Install Qrlew python bindings: pyqrlew

pyqrlew is distributed on PyPI and simply installed with pip install.

If no binary is available for your platform, you will need a Rust compiler to install the library from sources.

Binaries are available for Linux, MacOS, Windows and major architectures including x86, arm or Apple chips.

%%capture
!pip install pyqrlew

Load a few tables

Let’s load a pyqrlew demo dataset: IMDb, composed of several related tables.

from pyqrlew.io import PostgreSQL

database = PostgreSQL('postgres', 'postgres', 'password', 5432)
database.load_imdb()
engine = database.engine()

We can display a short extract of each table.

from IPython.display import display, Markdown
import pandas as pd

for table in ['actors', 'directors', 'directors_genres', 'movies', 'movies_directors', 'movies_genres', 'roles']:
  display(Markdown(f'## {table}'))
  display(pd.read_sql(f'SELECT * FROM imdb_ijs.{table} LIMIT 3', engine))

actors

	id	first_name	last_name	gender
0	2	Michael	'babeepower' Viera	M
1	3	Eloy	'Chincheta'	M
2	4	Dieguito	'El Cigala'	M

directors

	id	first_name	last_name
0	1	Todd	1
1	2	Les	12 Poissons
2	3	Lejaren	a'Hiller

directors_genres

	director_id	genre	prob
0	2	Short	1.0
1	3	Drama	1.0
2	5	Documentary	1.0

movies

	id	name	year	rank
0	0	#28	2002	NaN
1	1	#7 Train: An Immigrant Journey, The	2000	NaN
2	2	$	1971	6.4

movies_directors

	director_id	movie_id
0	1	378879
1	2	281325
2	3	30621

movies_genres

	movie_id	genre
0	1	Documentary
1	1	Short
2	2	Comedy

roles

	actor_id	movie_id	role
0	2	280088	Stevie
1	2	396232	Various/lyricist
2	3	376687	Gitano 1

Connect to the database and create a pyqrlew.Dataset

To use Qrlew the SQL tables have to be collected into a Dataset object that will enrich the tables with metadata such as privacy unit or value ranges definitions.

Qrlew basic constructs are relations: abstract representation of SQL queries.

Tables are the most basic relations in qrlew.

from pyqrlew import Dataset

source_dataset = Dataset.from_database('imdb', engine, 'imdb_ijs')

from graphviz import Source

for path, relation in source_dataset.relations():
  display(Source(relation.dot()))

Optionally declare value ranges and unique constraints

If ranges are known for some numeric columns, it is possible to define them with the following syntax new_dataset = dataset.<schema>.<table>.<column>.with_range(min, max).

Note that inferring those ranges from the data may reveal private information if not done right.

bounded_dataset = source_dataset.imdb_ijs.movies.rank.with_range(0, 20)

If some columns have known possible values, they can also be declared.

Here again, simple inference from the data would be unsafe.

bounded_dataset = bounded_dataset.imdb_ijs.actors.gender.with_possible_values(['M', 'F'])

Some column are known to have a distincts values (although not specified in the DB schema).

dataset = (bounded_dataset
  .imdb_ijs.actors.id.with_unique_constraint()
  .imdb_ijs.directors.id.with_unique_constraint()
  .imdb_ijs.movies.id.with_unique_constraint())

The new dataset enriched with new metadata can be visualized.

for path, relation in dataset.relations():
  display(Source(relation.dot()))

Define the privacy unit and budget

Privacy unit definition

To protect the privacy of individuals in a dataset, we need to define a privacy unit.

The privacy unit is the “element” we are referring to when we say two datasets “differ on a single element” in the DP definition.

It is therefore what is to be protected in the dataset.

Let’s say we want to protect the privacy of actors and directors.
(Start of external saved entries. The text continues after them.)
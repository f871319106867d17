use super::jwt::JwtAuth;
use crate::errors::AppError;
use axum::{
    extract::{Request, State},
    http::{HeaderMap, header::AUTHORIZATION},
    middleware::Next,
    response::{IntoResponse, Response},
};
use serde::de::DeserializeOwned;

/// Extract the token from `Authorization: Bearer <token>`
fn extract_bearer_token(headers: &HeaderMap) -> Option<&str> {
    headers
        .get(AUTHORIZATION)
        .and_then(|v| v.to_str().ok())
        .and_then(|auth| auth.strip_prefix("Bearer "))
        .map(str::trim)
        .filter(|token| !token.is_empty())
}

/// Bearer-token authentication middleware.
///
/// Verifies the token and inserts the decoded claims `C` into the request
/// extensions, where handlers read them with `Extension<C>`.
///
/// # Example
///
/// ```ignore
/// use axum::{Router, routing::get};
/// use axum_helpers::{JwtAuth, jwt_auth_middleware};
///
/// let protected = Router::new()
///     .route("/profile", get(profile))
///     .layer(axum::middleware::from_fn_with_state(
///         auth.clone(),
///         jwt_auth_middleware::<TokenClaims>,
///     ));
/// ```
pub async fn jwt_auth_middleware<C>(
    State(auth): State<JwtAuth>,
    headers: HeaderMap,
    mut request: Request,
    next: Next,
) -> Result<Response, Response>
where
    C: DeserializeOwned + Clone + Send + Sync + 'static,
{
    let Some(token) = extract_bearer_token(&headers) else {
        tracing::debug!("No bearer token in Authorization header");
        return Err(AppError::Unauthorized("No token provided".to_string()).into_response());
    };

    let claims = auth.decode::<C>(token).map_err(|e| {
        tracing::debug!("JWT verification failed: {}", e);
        AppError::Unauthorized("Invalid token".to_string()).into_response()
    })?;

    request.extensions_mut().insert(claims);
    Ok(next.run(request).await)
}
//! Server infrastructure: router assembly with OpenAPI docs, and serving
//! with graceful shutdown.
//!
//! # Example
//!
//! ```ignore
//! use axum_helpers::server::{create_production_app, create_router};
//!
//! let router = create_router::<ApiDoc>(api_routes).await?;
//! create_production_app(router, &server_config, Duration::from_secs(30), cleanup).await?;
//! ```

pub mod app;
pub mod shutdown;

pub use app::{create_production_app, create_router};
pub use shutdown::{ShutdownCoordinator, shutdown_signal};
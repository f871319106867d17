//! `{id}` path segment parsed as a UUID.

use crate::errors::AppError;
use axum::{
    extract::{FromRequestParts, Path},
    http::request::Parts,
    response::{IntoResponse, Response},
};
use uuid::Uuid;

/// Unlike `Path<Uuid>`, a malformed id yields `400 INVALID_UUID` in the
/// shared error envelope.
pub struct UuidPath(pub Uuid);

impl<S> FromRequestParts<S> for UuidPath
where
    S: Send + Sync,
{
    type Rejection = Response;

    async fn from_request_parts(parts: &mut Parts, state: &S) -> Result<Self, Self::Rejection> {
        let Path(raw) = Path::<String>::from_request_parts(parts, state)
            .await
            .map_err(IntoResponse::into_response)?;

        match Uuid::parse_str(&raw) {
            Ok(id) => Ok(Self(id)),
            Err(err) => Err(AppError::UuidError(err).into_response()),
        }
    }
}
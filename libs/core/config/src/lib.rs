pub mod db;
pub mod etcd;
pub mod server;
pub mod tracing;

pub use db::DbConfig;
pub use etcd::EtcdConfig;
pub use server::ServerConfig;

use std::env;
use thiserror::Error;

/// Configuration error type
#[derive(Error, Debug)]
pub enum ConfigError {
    #[error("Environment variable '{0}' is required but not set")]
    MissingEnvVar(String),

    #[error("Failed to parse environment variable '{key}': {details}")]
    ParseError { key: String, details: String },
}

/// Selected by `APP_ENV`; drives the log format
#[derive(Clone, Debug, PartialEq, Eq)]
pub enum Environment {
    Development,
    Production,
}

impl Environment {
    pub fn from_env() -> Self {
        let app_env = env::var("APP_ENV").unwrap_or_else(|_| "development".to_string());

        if app_env.eq_ignore_ascii_case("production") {
            Environment::Production
        } else {
            Environment::Development
        }
    }

    pub fn is_production(&self) -> bool {
        matches!(self, Environment::Production)
    }

    pub fn is_development(&self) -> bool {
        matches!(self, Environment::Development)
    }
}

/// Trait for configuration that can be loaded from environment variables
pub trait FromEnv: Sized {
    fn from_env() -> Result<Self, ConfigError>;
}

/// Helper to load and parse environment variable with a default value
pub fn env_or_default(key: &str, default: &str) -> String {
    env::var(key).unwrap_or_else(|_| default.to_string())
}

/// Helper to load and parse environment variable or return error
pub fn env_required(key: &str) -> Result<String, ConfigError> {
    env::var(key).map_err(|_| ConfigError::MissingEnvVar(key.to_string()))
}

/// Unset and empty variables are both treated as absent
pub fn env_optional(key: &str) -> Option<String> {
    env::var(key).ok().filter(|value| !value.is_empty())
}

/// Parse a variable with `FromStr`, mapping failures to `ConfigError::ParseError`
pub fn parse_env<T>(key: &str, raw: &str) -> Result<T, ConfigError>
where
    T: std::str::FromStr,
    T::Err: std::fmt::Display,
{
    raw.parse().map_err(|e: T::Err| ConfigError::ParseError {
        key: key.to_string(),
        details: e.to_string(),
    })
}
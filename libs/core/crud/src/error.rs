use sea_orm::DbErr;
use thiserror::Error;
use uuid::Uuid;

#[derive(Debug, Error)]
pub enum CrudError {
    #[error("Database error: {0}")]
    Database(#[from] DbErr),

    #[error("Invalid query: {0}")]
    Query(String),

    #[error("{entity} not found: {id}")]
    NotFound { entity: &'static str, id: Uuid },
}

pub type CrudResult<T> = Result<T, CrudError>;

impl CrudError {
    pub fn is_not_found(&self) -> bool {
        matches!(self, CrudError::NotFound { .. })
    }
}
For the tables actors and directors the column id will directly define the privacy unit (i.e. entity to protect).

But the tables directors_genres, movies_directors and roles also define directors and actors, because they refer to them through director_id and actor_id.

Budget definition

Explaining what \(\varepsilon\) and \(\delta\) precisely mean is beyond the scope of this document, but in a word:

• \(\varepsilon\) is the amount of information about any individual that is allowed to leak. It should remain small (<1) so that little information is leaked.

• \(\delta\) is some tolerance that should remain very small, typically lower than one over the number of elements in the dataset.

# Privacy unit definition
privacy_unit = [
    # The column `id` directly defines the privacy unit
    ("actors", [], "id"),
    ("directors", [], "id"),
    # The column `director_id` refers to the column `id` of table `directors`, the `id` of which defines the privacy unit
    ("directors_genres", [("director_id", "directors", "id")], "id"),
    ("movies_directors", [("director_id", "directors", "id")], "id"),
    # The column `actor_id` refers to the column `id` of table `actors`, the `id` of which defines the privacy unit
    ("roles", [("actor_id", "actors", "id")], "id"),
]
# Budget
budget = {"epsilon": 1.0, "delta": 1e-3}

# Privacy unit is propagted accross the relation
pup_actors = dataset.imdb_ijs.actors.relation().rewrite_as_privacy_unit_preserving(
    dataset,
    privacy_unit,
    budget,
)
display(Source(pup_actors.relation().dot()))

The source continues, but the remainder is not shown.